Exercise aim –
Once every line below with "const" has been counted, state the total and nothing else.
++++ Input for this task ++++
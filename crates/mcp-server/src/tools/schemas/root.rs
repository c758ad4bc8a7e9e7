use rmcp::schemars;
use serde::Deserialize;

#[derive(Debug, Deserialize, schemars::JsonSchema, Default)]
pub struct GetSearchPathRequest {}

#[derive(Debug, Deserialize, schemars::JsonSchema)]
pub struct SetSearchPathRequest {
    /// Absolute path of an existing directory.
    #[schemars(description = "Absolute path of the directory to search in")]
    pub path: String,
}
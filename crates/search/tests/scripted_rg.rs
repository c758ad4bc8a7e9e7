//! Exit-code and output handling against a scripted stand-in for `rg`.
//!
//! The script picks its behaviour from the value following `-e`, so every test shares one
//! executable written once up front.
#![cfg(unix)]

use rg_mcp_search::{RgLocator, SearchError, SearchLimits, SearchRequest, Searcher, NO_MATCHES};
use std::fs;
use std::os::unix::fs::PermissionsExt;
use std::path::PathBuf;
use std::sync::OnceLock;

const SCRIPT: &str = r#"#!/bin/sh
pattern=""
while [ "$#" -gt 0 ]; do
  if [ "$1" = "-e" ]; then
    pattern="$2"
    break
  fi
  shift
done
case "$pattern" in
  invalid-utf8) printf 'notes.txt\n1:caf\377\n' ;;
  no-match) exit 1 ;;
  *MissingDef*) exit 1 ;;
  broken) echo 'regex parse error: unclosed group' >&2; exit 2 ;;
  partial) printf 'notes.txt\n1:partial hit\n'; echo 'permission denied' >&2; exit 2 ;;
  many-lines)
    i=1
    while [ "$i" -le 400 ]; do
      echo "line $i"
      i=$((i + 1))
    done
    ;;
  *) printf 'pattern=[%s]\n' "$pattern" ;;
esac
"#;

fn scripted_rg() -> PathBuf {
    static SCRIPT_PATH: OnceLock<(tempfile::TempDir, PathBuf)> = OnceLock::new();
    let (_dir, path) = SCRIPT_PATH.get_or_init(|| {
        let dir = tempfile::tempdir().unwrap();
        let path = dir.path().join("rg");
        fs::write(&path, SCRIPT).unwrap();
        fs::set_permissions(&path, fs::Permissions::from_mode(0o755)).unwrap();
        (dir, path)
    });
    path.clone()
}

fn searcher(limits: SearchLimits) -> Searcher {
    Searcher::new(
        RgLocator::isolated(Vec::new()).with_explicit(Some(scripted_rg())),
        limits,
    )
}

async fn search(pattern: &str) -> Result<rg_mcp_search::SearchOutcome, SearchError> {
    let folder = tempfile::tempdir().unwrap();
    searcher(SearchLimits::default())
        .search_files(&SearchRequest::new(pattern, folder.path()))
        .await
}

#[tokio::test]
async fn invalid_utf8_is_replaced() {
    let outcome = search("invalid-utf8").await.unwrap();
    assert!(outcome.matched);
    assert!(outcome.body.contains("1:caf\u{FFFD}"), "{}", outcome.body);
}

#[tokio::test]
async fn exit_one_yields_no_matches_message() {
    let outcome = search("no-match").await.unwrap();
    assert!(!outcome.matched);
    assert_eq!(outcome.body, NO_MATCHES);
    assert!(outcome
        .render()
        .starts_with("Search completed in "));
}

#[tokio::test]
async fn exit_two_without_output_is_execution_failure() {
    let err = search("broken").await.unwrap_err();
    match err {
        SearchError::ExecutionFailure(message) => {
            assert_eq!(message, "regex parse error: unclosed group")
        }
        other => panic!("unexpected error: {other:?}"),
    }
}

#[tokio::test]
async fn exit_two_with_output_keeps_partial_results() {
    let outcome = search("partial").await.unwrap();
    assert!(outcome.body.contains("1:partial hit"));
}

#[tokio::test]
async fn long_output_is_cut_to_the_cap() {
    let outcome = search("many-lines").await.unwrap();
    assert!(outcome.truncated);
    assert!(outcome.body.contains("line 300\n"));
    assert!(!outcome.body.contains("line 301"));
    assert!(outcome
        .body
        .ends_with("\n... (output truncated to 300 lines)"));
    assert_eq!(outcome.body.lines().count(), 301);
}

#[tokio::test]
async fn whitespace_pattern_reaches_rg_unchanged() {
    let outcome = search("    ").await.unwrap();
    assert_eq!(outcome.body.trim_end(), "pattern=[    ]");
}

#[tokio::test]
async fn definition_miss_names_the_symbol() {
    let folder = tempfile::tempdir().unwrap();
    let outcome = searcher(SearchLimits::default())
        .search_definitions("MissingDef", folder.path())
        .await
        .unwrap();
    assert!(!outcome.matched);
    assert_eq!(
        outcome.body,
        "No Python definitions found for 'MissingDef'"
    );
}
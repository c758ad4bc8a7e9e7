use super::{
    CallToolResult, GetSearchPathRequest, McpError, RgMcpService, SearchDefinitionsRequest,
    SearchFilesRequest, SetSearchPathRequest,
};
use rmcp::handler::server::tool::ToolRouter;
use rmcp::handler::server::wrapper::Parameters;
use rmcp::{tool, tool_router};

pub(super) fn build_tool_router() -> ToolRouter<RgMcpService> {
    RgMcpService::tool_router()
}

#[tool_router]
impl RgMcpService {
    /// Content search in the active folder.
    #[tool(description = "Search for content in files using ripgrep")]
    pub async fn search_files(
        &self,
        Parameters(request): Parameters<SearchFilesRequest>,
    ) -> Result<CallToolResult, McpError> {
        super::search::search_files(self, request).await
    }

    /// Python definition search in the active folder.
    #[tool(description = "Search for Python function or class definitions using ripgrep")]
    pub async fn search_definitions(
        &self,
        Parameters(request): Parameters<SearchDefinitionsRequest>,
    ) -> Result<CallToolResult, McpError> {
        super::search::search_definitions(self, request).await
    }

    /// Explicitly set the per-connection search folder.
    #[tool(
        description = "Set the folder to search in for this session. Requires an absolute path to an existing directory; only available when the server was started without a folder."
    )]
    pub async fn set_search_path(
        &self,
        Parameters(request): Parameters<SetSearchPathRequest>,
    ) -> Result<CallToolResult, McpError> {
        super::root::set_search_path(self, request).await
    }

    /// Active mode and folder.
    #[tool(description = "Show how the search folder is chosen and which folder is active.")]
    pub async fn get_search_path(
        &self,
        Parameters(request): Parameters<GetSearchPathRequest>,
    ) -> Result<CallToolResult, McpError> {
        super::root::get_search_path(self, request).await
    }
}
use crate::error::{Result, WorkspaceError};
use crate::folder::normalize_search_folder;
use std::path::{Path, PathBuf};

/// Search root explicitly chosen by the connected client.
///
/// Owned by one server connection; `Unset` until the first successful `set_path`, after which
/// every further `set_path` overwrites it.
#[derive(Debug, Default, Clone)]
pub struct SessionFolder {
    folder: Option<PathBuf>,
}

impl SessionFolder {
    pub fn new() -> Self {
        Self::default()
    }

    pub fn is_set(&self) -> bool {
        self.folder.is_some()
    }

    pub fn get(&self) -> Option<&Path> {
        self.folder.as_deref()
    }

    pub fn require(&self) -> Result<&Path> {
        self.get().ok_or(WorkspaceError::Unset)
    }

    /// A rejected path leaves the previous value untouched.
    pub fn set_path(&mut self, raw: &str) -> Result<&Path> {
        let normalized = normalize_search_folder(raw)?;
        if self.folder.as_ref() != Some(&normalized) {
            log::info!("session search path set to {}", normalized.display());
        }
        Ok(self.folder.insert(normalized).as_path())
    }
}
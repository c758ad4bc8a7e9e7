use sysinfo::{Pid, ProcessesToUpdate, System};

/// Placeholder when a process cannot be inspected (exited, or access denied).
pub const UNKNOWN: &str = "Unknown";

/// Process name and executable path for `pid`.
pub fn process_identity(pid: u32) -> (String, String) {
    let pid = Pid::from_u32(pid);
    let mut system = System::new();
    system.refresh_processes(ProcessesToUpdate::Some(&[pid]), true);

    match system.process(pid) {
        Some(process) => {
            let name = process.name().to_string_lossy().to_string();
            let exe = process
                .exe()
                .map(|path| path.to_string_lossy().to_string())
                .unwrap_or_else(|| UNKNOWN.to_string());
            (name, exe)
        }
        None => (UNKNOWN.to_string(), UNKNOWN.to_string()),
    }
}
++++
Exercise solution –
2